Well, sure it's gamed. But that's not because Fukuyama isn't playing fair, it's because he knows how history turned out. Like it or not, Western Europe did develop a globe-spanning empire before anyone else, and Fukuyama is quite legitimately interested in trying to figure out why. Maybe his conclusions are right, maybe they're wrong, but he doesn't really have any choice other than to seek answers to the question of how things actually turned out rather than how they might have turned out. It's like complaining that Einstein cheated when he developed General Relativity because he knew the real-world observations he had to explain before he started.

So what is Meaney's real problem? I think he gives himself away here:

Fukuyama curiously glides over the major historical problem in The Origins, which is, quite simply, that liberalism, capitalism and democracy have always been uneasy bedfellows. In its raw form, the principle of democracy—rule by and for the people—sits awkwardly with the defining principle of capitalist organization, which necessitates political arrangements that encourage unequal concentrations of wealth. Democracy has prospered in the West largely because its capitalist economies have redefined what democracy means.

Fukuyama may well be too convinced of the historical superiority of market-based democracy — though this hardly tallies with his supposed allergy toward economic-centric historical theories — but Meaney may be making more of this than he should. That there are tensions inherent in late capitalism is hardly an esoteric observation, and it's just not true that Origins "curiously glides over" the subject. It deliberately glides over it because it's a book about pre-Malthusian state building and halts around 1800. Volume 2 will tackle the past 200 years, which is where you'd expect Fukuyama to take up the interplay of liberalism, capitalism, and democracy in the modern world.
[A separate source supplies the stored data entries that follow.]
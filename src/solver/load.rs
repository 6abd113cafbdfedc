use std::collections::HashSet;
use std::fs::File;
use std::io::{self, BufRead, BufReader};
use std::path::Path;

use super::oracle::parse_word;
use super::types::Word;

/// Read a wordlist: one five-letter word per line, UTF-8.
/// Duplicates are dropped while the first-seen order is preserved.
pub fn load_word_list(path: &Path) -> io::Result<Vec<Word>> {
    let file = File::open(path)?;
    let reader = BufReader::new(file);

    let mut seen = HashSet::new();
    let mut words = Vec::new();
    for (idx, line) in reader.lines().enumerate() {
        let raw = line?;
        if raw.trim().is_empty() {
            continue;
        }
        let word = parse_word(&raw).map_err(|e| {
            io::Error::new(
                io::ErrorKind::InvalidData,
                format!("invalid word at line {}: {e}", idx + 1),
            )
        })?;

        if seen.insert(word) {
            words.push(word);
        }
    }

    if words.is_empty() {
        return Err(io::Error::new(
            io::ErrorKind::InvalidData,
            "word list is empty after validation",
        ));
    }

    log::info!("loaded {} words from {}", words.len(), path.display());
    Ok(words)
}
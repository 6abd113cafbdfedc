use std::collections::HashMap;

use super::bit_set::BitSet;
use super::index::PruneIndex;

/// How the antagonist aggregates the costs of its candidate answers.
#[derive(Clone, Copy, Debug, Eq, PartialEq)]
pub enum Objective {
    /// Minimize the maximum number of guesses the adversary can force.
    WorstCase,
    /// Minimize the sum over feedback classes of class size times subtree
    /// cost, a path-sum proxy for the expected guess count under a uniform
    /// answer distribution.
    MeanWeighted,
}

/// A solved state: the best guess and the cost the adversary can force
/// against it.
#[derive(Clone, Copy, Debug, Eq, PartialEq)]
pub struct Recommendation {
    pub guess: usize,
    pub cost: u32,
}

/// Memoized adversarial search over remaining-candidate states.
///
/// States are prune masks; a clear bit marks a word that is still a
/// possible answer. The player minimizes over guesses drawn from the live
/// set, the antagonist maximizes (or sums) over the feedback classes those
/// guesses split the live set into.
pub struct Engine {
    objective: Objective,
    memo: HashMap<BitSet, (u32, usize)>,
}

const UNBOUNDED: u32 = u32::MAX;

impl Engine {
    pub fn new(objective: Objective) -> Engine {
        Engine {
            objective,
            memo: HashMap::new(),
        }
    }

    pub fn objective(&self) -> Objective {
        self.objective
    }

    /// Number of memoized states. Grows monotonically across solves; the
    /// memo stays valid for every state drawn from the same index.
    pub fn memo_len(&self) -> usize {
        self.memo.len()
    }

    /// Best guess for the given state. At least one word must be live.
    pub fn solve(&mut self, index: &PruneIndex, pruned: &BitSet) -> Recommendation {
        assert_eq!(pruned.len(), index.size(), "state does not match index");
        assert!(pruned.count_zeros() > 0, "no live candidates to solve for");

        let (cost, guess) = self.player(index, pruned, UNBOUNDED);
        log::debug!(
            "solved state with {} live candidates: cost {}, memo {} entries",
            pruned.count_zeros(),
            cost,
            self.memo.len()
        );
        Recommendation { guess, cost }
    }

    /// Minimizing half of the search: pick the live guess whose adversarial
    /// cost is smallest. Ties keep the first guess in index order.
    fn player(&mut self, index: &PruneIndex, pruned: &BitSet, bound: u32) -> (u32, usize) {
        if pruned.count_zeros() == 1 {
            let only = pruned.zeros().next().expect("one live candidate");
            return (1, only);
        }

        if let Some(&hit) = self.memo.get(pruned) {
            return hit;
        }

        let entry_bound = bound;
        let mut bound = bound;
        let mut best: Option<(u32, usize)> = None;

        for g in pruned.zeros() {
            let (cost, _) = self.antagonist(index, pruned, g, bound);
            if best.map_or(true, |(best_cost, _)| cost < best_cost) {
                best = Some((cost, g));
                bound = bound.min(cost);
            }
        }

        let best = best.expect("player requires a live candidate");

        // A result above the entry bound may come from aborted antagonist
        // loops; it is only a lower bound then and must not be memoized.
        if best.0 <= entry_bound {
            self.memo.insert(pruned.clone(), best);
        }
        best
    }

    /// Maximizing half: for a fixed guess, find the answer (equivalently,
    /// the feedback class) that costs the player the most.
    fn antagonist(
        &mut self,
        index: &PruneIndex,
        pruned: &BitSet,
        g: usize,
        bound: u32,
    ) -> (u32, usize) {
        let size = index.size();

        // Answers sharing a feedback with one already explored land in the
        // same subtree; marking the survivors collapses the loop from the
        // live count to the number of distinct feedback classes.
        let mut computed = pruned.clone();
        let mut worst: Option<(u32, usize)> = None;
        let mut path_sum: u32 = 0;

        for s in 0..size {
            if computed.get(s) {
                continue;
            }

            if s == g {
                computed.set(s);
                if worst.map_or(true, |(w, _)| 1 > w) {
                    worst = Some((1, s));
                }
                path_sum += 1;
                continue;
            }

            let mask = index.prune_pair(g, s);
            computed.union_not(mask);

            let mut next = pruned.clone();
            next.union_with(mask);

            let child_bound = match self.objective {
                Objective::WorstCase => bound.saturating_sub(1),
                Objective::MeanWeighted => UNBOUNDED,
            };
            let (child_cost, _) = self.player(index, &next, child_bound);
            let cost = child_cost + 1;

            if worst.map_or(true, |(w, _)| cost > w) {
                worst = Some((cost, s));
            }

            match self.objective {
                Objective::WorstCase => {
                    // The caller can no longer pick this guess; the partial
                    // max already exceeds its bound.
                    if cost > bound {
                        break;
                    }
                }
                Objective::MeanWeighted => {
                    path_sum += next.count_zeros() as u32 * cost;
                }
            }
        }

        let (max_cost, worst_s) = worst.expect("antagonist requires a live candidate");
        match self.objective {
            Objective::WorstCase => (max_cost, worst_s),
            Objective::MeanWeighted => (path_sum, worst_s),
        }
    }
}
It's inevitable, I think, that any account of something as complex and contingent as state building runs the risk of sounding like a just-so story. But if there's a defect to Origins, it strikes me that it's just the opposite: the book is full of fairly dense historical description and fairly light on overarching theory. And Fukuyama spends several chapters, totaling nearly a hundred pages, describing several European states in a deliberate attempt to illustrate just how fortuitous and chancy successful state building is. So, yes, one of his messages is that the subject is more complex than a simple economic-centric model can account for. But that's a feature, not a bug. After all, if you want to understand why human beings do things, you need to understand human behavior, and in a lot of ways we're all still just hairless apes. So bring it on: primate psychology, tribal loyalties, religion, kinship structures, economic and geographic factors, the interplay of interest groups, and ever so much more. Whether Fukuyama can eventually produce a coherent model of state building from all this remains to be seen. But Volume 1 isn't a bad start.